I was photographing some birds at the Miner's Marsh in Kentville a while back, and had my camera trained on a black bird walking along the water's edge. In a flash that must have been just a split second, the bird reached into the water and grabbed a small fish. It happened so quickly that I missed the action while looking through my camera lens, and only captured the result - the bird with the fish in it's beak. One minute you're swimming along enjoying life, and in a split second catastrophe can strike.
Maybe it's a cancer diagnosis, or a car accident, or a death in the family. There are endless situations that can pack a wallop that drops us to our knees when we least expect it.
A couple of weeks ago, I was sitting on the swing of our backyard deck and thinking about how lucky I was. I often think about how lucky I am, so that's no big surprise. However, that particular week was not one of my best. I was alone on the swing with only my dogs for company while my husband was in the hospital after surviving a major stroke. At that particular moment, I was feeling lucky and blessed because just a few days before he was completely paralyzed on the left side of his body. But a couple of days can make a huge difference, and after his brain recovered from the shock he became more and more mobile.
While I was sitting on that swing and trying to process all the changes, I was contemplating life with some new challenges instead of facing a future with a completely dependent person. And that's why I felt fortunate instead of filled with despair.
I am no stranger to strokes and the devastation they can cause. My father had a severe stroke when I was just 21. He was told he would never walk again, but he worked hard and was released from the hospital after one year. He lived a fulfilled life for another 16 years and accomplished many wonderful things.

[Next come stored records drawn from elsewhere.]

//! Game session orchestration.
//!
//! [`GameSession`] ties the catalog, the state store and a save repository
//! together and exposes the turn-level operations a front end drives:
//! exploring, talking, eating, ending the day, saving and loading.

use std::sync::Arc;

use hiker_core::text::{self, Tokens};
use hiker_core::{
    ContentCatalog, DialogueEngine, DialogueError, DialogueSession, Effect, EffectTarget,
    EventCategory, EventSelector, FoodKind, GameConfig, GameState, NodeView, PlayerProfile,
    RunStatus, Step,
};
use rand::Rng;

use crate::error::{Result, SessionError};
use crate::repository::SaveRepository;
use crate::rng::GameRng;
use crate::store::StateStore;

/// Stamina spent on every exploration step.
pub const STEP_COST: f64 = 1.0;

/// What happened on one exploration step.
#[derive(Clone, Debug, PartialEq)]
pub struct StepOutcome {
    pub event_id: String,
    pub category: EventCategory,
    /// Event text with tokens substituted.
    pub text: String,
    /// True when the forage safety net chose the event.
    pub forced: bool,
}

pub struct GameSession<R = GameRng> {
    catalog: ContentCatalog,
    config: Arc<GameConfig>,
    store: StateStore<R>,
    repository: Box<dyn SaveRepository>,
    slot: String,
    conversation: Option<DialogueSession>,
}

impl<R: Rng> GameSession<R> {
    /// Starts a fresh run.
    pub fn new_game(
        catalog: ContentCatalog,
        config: GameConfig,
        player: PlayerProfile,
        rng: R,
        repository: Box<dyn SaveRepository>,
        slot: impl Into<String>,
    ) -> Self {
        let config = Arc::new(config);
        let store = StateStore::new_game(player, Arc::clone(&config), rng);
        Self {
            catalog,
            config,
            store,
            repository,
            slot: slot.into(),
            conversation: None,
        }
    }

    /// Resumes the run saved in `slot`, or returns `Ok(None)` if the slot is
    /// empty.
    pub fn resume(
        catalog: ContentCatalog,
        config: GameConfig,
        rng: R,
        repository: Box<dyn SaveRepository>,
        slot: impl Into<String>,
    ) -> Result<Option<Self>> {
        let slot = slot.into();
        let Some(payload) = repository.load(&slot)? else {
            return Ok(None);
        };
        let state = StateStore::<R>::load(payload)?;
        tracing::info!(slot = %slot, day = state.day, "run resumed");

        let config = Arc::new(config);
        Ok(Some(Self {
            catalog,
            store: StateStore::new(state, Arc::clone(&config), rng),
            config,
            repository,
            slot,
            conversation: None,
        }))
    }

    pub fn state(&self) -> &GameState {
        self.store.state()
    }

    pub fn catalog(&self) -> &ContentCatalog {
        &self.catalog
    }

    pub fn config(&self) -> &GameConfig {
        &self.config
    }

    pub fn slot(&self) -> &str {
        &self.slot
    }

    pub fn effective_stamina_cap(&self) -> f64 {
        self.store.effective_stamina_cap()
    }

    /// One exploration step at `depth`.
    ///
    /// Recording the event, its effects and the step cost are applied as a
    /// single list; if any of them fails the state is unchanged.
    pub fn explore_step(&mut self, depth: u32) -> Result<StepOutcome> {
        let selector = EventSelector::new(&self.catalog, &self.config);
        let selection = self.store.select(&selector, depth)?;
        let event = selection.event;

        let mut effects = Vec::with_capacity(event.effects.len() + 2);
        effects.push(selection.record_effect());
        effects.extend(event.effects.iter().cloned());
        effects.push(Effect::Stamina(-STEP_COST));
        self.store.apply_all(&effects)?;

        let tokens = Tokens::from_snapshot(self.store.snapshot());
        let outcome = StepOutcome {
            event_id: event.id.clone(),
            category: event.category,
            text: text::render(&event.text, &tokens),
            forced: selection.forced,
        };
        tracing::debug!(event = %outcome.event_id, depth, forced = outcome.forced, "step resolved");
        Ok(outcome)
    }

    /// Opens a conversation with `npc_id`.
    ///
    /// If every start node is gated out the NPC's fallback node is used.
    pub fn talk(&mut self, npc_id: &str) -> Result<NodeView> {
        let engine = DialogueEngine::new(&self.catalog);
        let snapshot = self.store.snapshot();

        let session = match engine.begin(npc_id, snapshot) {
            Ok(session) => session,
            Err(DialogueError::NodeGatedOut { fallback_node, .. }) => {
                engine.begin_at(npc_id, &fallback_node, snapshot)?
            }
            Err(error) => return Err(error.into()),
        };

        let view = engine.view(&session, snapshot)?;
        self.conversation = Some(session);
        Ok(view)
    }

    /// Re-renders the current dialogue node.
    pub fn dialogue_view(&self) -> Result<NodeView> {
        let session = self
            .conversation
            .as_ref()
            .ok_or(SessionError::NoConversation)?;
        Ok(DialogueEngine::new(&self.catalog).view(session, self.store.snapshot())?)
    }

    /// Takes an option of the current node. A finished conversation is
    /// closed.
    pub fn choose(&mut self, index: usize) -> Result<Step> {
        let engine = DialogueEngine::new(&self.catalog);
        let session = self
            .conversation
            .as_mut()
            .ok_or(SessionError::NoConversation)?;

        let step = engine.choose(session, index, &mut self.store)?;
        if let Step::Ended { reason, .. } = &step {
            tracing::debug!(npc = session.npc_id(), ?reason, "conversation ended");
            self.conversation = None;
        }
        Ok(step)
    }

    pub fn conversation(&self) -> Option<&DialogueSession> {
        self.conversation.as_ref()
    }

    /// Applies an effect list atomically, for front-end actions the session
    /// has no dedicated operation for.
    pub fn apply_effects(&mut self, effects: &[Effect]) -> Result<()> {
        self.store.apply_all(effects)?;
        Ok(())
    }

    /// Eats one unit of `item`.
    pub fn eat(&mut self, item: &str, kind: FoodKind) -> Result<()> {
        self.store
            .apply_all(&[Effect::remove_item(item, 1), Effect::Eat(kind)])?;
        Ok(())
    }

    /// Ends the day and returns the resulting run status.
    pub fn end_day(&mut self) -> Result<RunStatus> {
        self.conversation = None;
        self.store.apply(&Effect::EndDay { ate_meal: false })?;
        Ok(self.store.state().status)
    }

    /// Writes the current state to the session's slot.
    pub fn save(&self) -> Result<()> {
        let payload = self.store.save()?;
        self.repository.save(&self.slot, &payload)?;
        Ok(())
    }

    /// Replaces the live state with the slot's save. Returns `false` if the
    /// slot is empty.
    pub fn load(&mut self) -> Result<bool> {
        let Some(payload) = self.repository.load(&self.slot)? else {
            return Ok(false);
        };
        self.store.restore(payload)?;
        self.conversation = None;
        Ok(true)
    }
}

In a very broad generalization that I am prone to concluding now and then, I have noticed that there tends to be two types of people. We've all heard of the "glass half full" versus "glass half empty" example of how different people can be presented with the same situation and come away with totally a different perception of things. I truly believe that attitude can make a huge difference.
Don't get me wrong. Since that awful day in late June, I have had times of terrible grief and feelings of complete helplessness. There have been moments when my sadness has been so great that it was a physical thing, squeezing my heart and stealing my breath. I have had periods of self doubt so overwhelming that I didn't think I could cope with the future ahead. I didn't think I would have the patience or ability to do what I needed to do, or be who I needed to be.
But I continue to give thanks for the blessings in my life. I am thankful that we were in the emergency department when the stroke occurred, and my husband received the absolute best and quickest care possible. I am thankful for the doctors and nursing staff, the therapists and team of people working hard every day to ensure whatever possible progress is made. I am thankful for our family and friends who have made my time at home alone more possible to bear. I am thankful for the strength of my husband, who has been determined to prove he can do whatever he is told is not possible.
So in these post-stroke weeks, I have given a lot of thought to the priorities in my life. Some of the dreams that seemed important to me before, now become a lot less significant. Some of my "to do's" have dropped by the wayside. Now, some of the "major accomplishments" I wanted to achieve don't seem to matter anymore. At this moment, somehow it seems more important to be kind, to be generous, and to enjoy friends and family, rather than achieving goals that really don’t matter in the grand scheme of things.
I am thankful for this chance to continue to share my life with the most important person in my world. It will be a different life than we had planned, but I have a partner to travel that path with me, and things might have been very, very different.
During our weeks at the hospital, a nurse asked my husband "Is this your wife?", he replied "She's not just my wife. She's my everything." And that is truly something wonderful to focus on during our challenges ahead.